Yeah, I know, comparing football to a gay orgy has been done before but it's still funny. That's one of the many things I don't get about men. They are so intent on contradicting themselves that it almost seems like the national past time of this nation should be a bullshitting contest. I'm not saying football players are gay, because I'm sure they're not. And I'm not saying that people that watch football are gay, because gay people are smarter than that. What I'm getting at is that men go to great lengths to keep themselves distanced from each other in an attempt to avoid the classification of being homosexual. They won't hug, they rarely even pat each other on the back... I think the only physical contact they allow is a firm handshake from a distance of at least 2 feet away. And only with a specific hand. Yet you put them in a jersey and all of a sudden it's chest bumps, pats on the ass and choke holds. What the fuck did I miss here, because these guys were acting like they were dealing with a leprosy victim not two minutes ago? And they say that WE'RE confusing? Bwha?

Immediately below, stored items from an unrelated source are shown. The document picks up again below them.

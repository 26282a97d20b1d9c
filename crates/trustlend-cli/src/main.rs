//! TrustLend CLI — `tl` command.
//!
//! Manage your profile and trust circle, publish items, browse what your
//! network lends, and request or approve bookings from the command line.

use std::path::PathBuf;

use anyhow::{anyhow, Context, Result};
use clap::{Parser, Subcommand};
use serde::Serialize;

use trustlend::booking::rental_days;
use trustlend::config::{default_data_dir, MarketConfig};
use trustlend::time::{micros_to_rfc3339, parse_date};
use trustlend::{BookingId, Decision, ItemId, Marketplace, Profile, UserId};

/// Environment variable naming the acting user when `--user` is absent.
const USER_ENV: &str = "TRUSTLEND_USER";

// ── CLI structure ─────────────────────────────────────────────────────────────

/// TrustLend CLI — lend and borrow within your trust network.
#[derive(Parser, Debug)]
#[command(
    name = "tl",
    about = "TrustLend CLI",
    version,
    long_about = "tl — TrustLend CLI\n\nFollow people you trust, publish items, see how closely you are\nconnected to every owner, and book items without double-booking."
)]
struct Cli {
    /// Data directory (default: $TRUSTLEND_HOME or ~/.trustlend)
    #[arg(long, global = true)]
    home: Option<PathBuf>,

    /// Acting user id (default: $TRUSTLEND_USER)
    #[arg(long, global = true)]
    user: Option<String>,

    /// Print machine-readable JSON instead of tables
    #[arg(long, global = true)]
    json: bool,

    /// Enable verbose output
    #[arg(short, long, global = true)]
    verbose: bool,

    #[command(subcommand)]
    command: Commands,
}
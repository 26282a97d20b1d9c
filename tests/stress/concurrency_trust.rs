//! Concurrency test: parallel edge submission and handshake queries.
//!
//! Validates that trust operations are thread-safe and produce consistent results.

use std::sync::{Arc, Barrier};
use std::thread;

use trustlend::{HandshakeLevel, TrustGraph, TrustStrength, UserId};

fn u(id: impl Into<String>) -> UserId {
    UserId::new(id)
}

#[test]
fn stress_double_submission_stores_one_edge() {
    let dir = tempfile::tempdir().unwrap();
    let graph = Arc::new(TrustGraph::open(dir.path()).unwrap());
    let barrier = Arc::new(Barrier::new(32));

    let handles: Vec<_> = (0..32)
        .map(|_| {
            let graph = Arc::clone(&graph);
            let barrier = Arc::clone(&barrier);
            thread::spawn(move || {
                barrier.wait();
                graph
                    .add_edge(&u("alice"), &u("bob"), TrustStrength::DEFAULT)
                    .expect("add_edge should succeed")
            })
        })
        .collect();

    let edges: Vec<_> = handles.into_iter().map(|h| h.join().unwrap()).collect();
    assert!(edges.windows(2).all(|w| w[0] == w[1]), "all callers see the same edge");
    assert_eq!(graph.len(), 1);
    assert_eq!(graph.outgoing(&u("alice")), vec![u("bob")]);
    assert_eq!(edge_files(dir.path()), 1);
}

#[test]
fn stress_double_submission_across_handles() {
    let dir = tempfile::tempdir().unwrap();
    let handles_on_disk: Vec<Arc<TrustGraph>> = (0..4)
        .map(|_| Arc::new(TrustGraph::open(dir.path()).unwrap()))
        .collect();
    let barrier = Arc::new(Barrier::new(32));

    let threads: Vec<_> = (0..32)
        .map(|t| {
            let graph = Arc::clone(&handles_on_disk[t % handles_on_disk.len()]);
            let barrier = Arc::clone(&barrier);
            thread::spawn(move || {
                barrier.wait();
                let strength = TrustStrength::new(1 + t as u32).unwrap();
                graph
                    .add_edge(&u("alice"), &u("bob"), strength)
                    .expect("add_edge should succeed")
            })
        })
        .collect();

    let edges: Vec<_> = threads.into_iter().map(|h| h.join().unwrap()).collect();
    assert!(edges.windows(2).all(|w| w[0] == w[1]), "every handle returns the stored edge");
    assert_eq!(edge_files(dir.path()), 1);

    let reopened = TrustGraph::open(dir.path()).unwrap();
    assert_eq!(reopened.len(), 1);
    assert_eq!(reopened.edge(&u("alice"), &u("bob")).unwrap(), edges[0]);
}

fn edge_files(dir: &std::path::Path) -> usize {
    std::fs::read_dir(dir)
        .unwrap()
        .filter(|e| {
            e.as_ref()
                .unwrap()
                .path()
                .extension()
                .is_some_and(|ext| ext == "json")
        })
        .count()
}

#[test]
fn stress_readers_during_writes() {
    let graph = Arc::new(TrustGraph::in_memory());
    // Chain hub -> n0 -> n1 -> ... built while readers query.
    let writer = {
        let graph = Arc::clone(&graph);
        thread::spawn(move || {
            graph
                .add_edge(&u("hub"), &u("n0"), TrustStrength::DEFAULT)
                .unwrap();
            for i in 0..200 {
                graph
                    .add_edge(&u(format!("n{i}")), &u(format!("n{}", i + 1)), TrustStrength::DEFAULT)
                    .unwrap();
            }
        })
    };

    let readers: Vec<_> = (0..8)
        .map(|_| {
            let graph = Arc::clone(&graph);
            thread::spawn(move || {
                for i in 0..200 {
                    let level = graph.handshake_level(&u("hub"), &u(format!("n{i}")));
                    // Never further than the chain allows.
                    if let Some(d) = level.distance() {
                        assert!(d as usize <= i + 1);
                    }
                }
            })
        })
        .collect();

    writer.join().unwrap();
    for r in readers {
        r.join().unwrap();
    }

    assert_eq!(graph.len(), 201);
    assert_eq!(graph.handshake_level(&u("hub"), &u("n0")), HandshakeLevel::Direct);
    assert_eq!(graph.handshake_level(&u("hub"), &u("n2")), HandshakeLevel::ThirdDegree);
    assert_eq!(graph.handshake_level(&u("hub"), &u("n3")), HandshakeLevel::None);
}

#[test]
fn stress_add_and_revoke_interleaved() {
    let graph = Arc::new(TrustGraph::in_memory());
    let handles: Vec<_> = (0..16)
        .map(|t| {
            let graph = Arc::clone(&graph);
            thread::spawn(move || {
                let me = u(format!("user-{t}"));
                for i in 0..50 {
                    let other = u(format!("friend-{i}"));
                    graph.add_edge(&me, &other, TrustStrength::DEFAULT).unwrap();
                    if i % 2 == 0 {
                        assert!(graph.revoke_edge(&me, &other).unwrap());
                    }
                }
            })
        })
        .collect();
    for h in handles {
        h.join().unwrap();
    }

    assert_eq!(graph.len(), 16 * 25);
    for t in 0..16 {
        assert_eq!(graph.outgoing(&u(format!("user-{t}"))).len(), 25);
    }
    assert_eq!(graph.incoming(&u("friend-1")).len(), 16);
    assert!(graph.incoming(&u("friend-0")).is_empty());
}
//! TrustLend — trust-gated peer-to-peer rental core.
//!
//! Users follow each other to form a directed trust graph; every listed
//! item is shown with the viewer's handshake level to its owner (direct,
//! friend-of-friend, third degree or none). Items are booked over
//! inclusive date ranges, and the ledger guarantees that no two active
//! bookings of one item overlap, even under concurrent requests.

pub mod booking;
pub mod catalog;
pub mod config;
pub mod discovery;
pub mod error;
pub mod id;
pub mod identity;
pub mod market;
pub mod storage;
pub mod time;
pub mod trust;

// Re-export primary types
pub use config::MarketConfig;
pub use error::{ErrorKind, MarketError, Result};
pub use market::Marketplace;

pub use identity::{Profile, ProfileDirectory, UserId};
pub use trust::{EdgeId, HandshakeLevel, TrustEdge, TrustGraph, TrustStrength};

pub use catalog::{GeoPoint, Item, ItemCatalog, ItemId, NewItem, PricePerDay};

pub use booking::{
    Booking, BookingId, BookingLedger, BookingScheduler, BookingStatus, BookingSummary, DateRange,
    Decision, IncomingRequest,
};

pub use discovery::{DiscoveryAggregator, HandshakeSource, VisibleItem};
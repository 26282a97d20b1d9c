//! Trust graph — directed follow edges and bounded handshake distance.
//!
//! The trust module provides:
//! - Directed, idempotent, revocable trust edges
//! - A concurrent graph store with insertion-ordered adjacency
//! - Handshake levels: shortest follow distance capped at three hops

pub mod edge;
pub mod graph;
pub mod handshake;

pub use edge::{EdgeId, TrustEdge, TrustStrength};
pub use graph::TrustGraph;
pub use handshake::{
    handshake_level, shortest_trust_path, HandshakeLevel, TrustAdjacency, MAX_HANDSHAKE_DEPTH,
};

I've also noticed that, whether it's on purpose or not, pigs seem to be the symbol of manliness. I'm not saying exactly that men are pigs or anything, but look at the facts here: When men let their male urges take full control, they are called pigs. Most men, when left to live on their own create a mess often refered to as a pig sty. They love bacon. A football is referred to as a pig skin, and while watching this sport, the snack of choice is pork rinds. It's not so much that I think men are pigs as they have an unwritten kinship with the animal that goes far beyond mere coincidence. Not that it's a bad thing, I mean.... I have nothing against pigs myself. I just thought I'd point it out.

Moving on, as you can tell, this rant is mainly about men. I'm not having man troubles unless you consider the fact that they confuse the fuck out of me on a regular basis as 'man troubles.' I'm happily single, thank you. The point of the matter is, I don't understand why they insist on making everything as difficult as possible just to try and prove some point no one cares about but them. A good example of this is directions. Men hate being given directions, whether it's driving or putting something together. They just can't stand it, like it's some personal insult that they might not know how to do something they've never done before. How does that make any sense? No one is going to think you're less of a man for not knowing how to do something you've never done before, yet if you pose a challenge to them, they will automatically claim that they know what they are doing and don't need any damn instructions. My dad was notorious for this. Even things like microwave dinners, he wouldn't read the instructions. He'd just throw the whole thing in for 6 minutes on high. It could be anything, 6 minutes on high. He couldn't use an oven to save his life. But that's okay because men don't cook. Cooking is a woman's job, right? Unless it's a barbecue. Then it's 'Move outta the way, darlin', I gots meat to cook.' Excuse me? How is cooking something on a stove any different than cooking it over an open flame? Food is fucking food, and you still have to prepare it the same way. I love how men love to say that it's not their job to cook, yet when you go on the food network, the majority of the hosts are male. Men cook. They like to cook, but if you tell them that they will deny it till the day they die. Having a skill that makes your life BETTER is not less manly. Men are so overly concerned about their manliness it's not even funny, check out some of the commercials that played this year during the Super Bowl:

For the Dodge Charger:


For Dockers:


You know, it's not that I hate men or anything, trust me. I'd much rather have a guy next to me in bed than a woman. They're just so irritating sometimes that it makes me want to scream. They're so full of inconsistancies and logical failings that it makes me feel like I'm stuck in some horrible Twilight Zone episode sometimes. But, I guess maybe that layer of WTF surrounding them protects them from the harshness of reality and keeps them from turning in a quivering pile of goo. I dunno.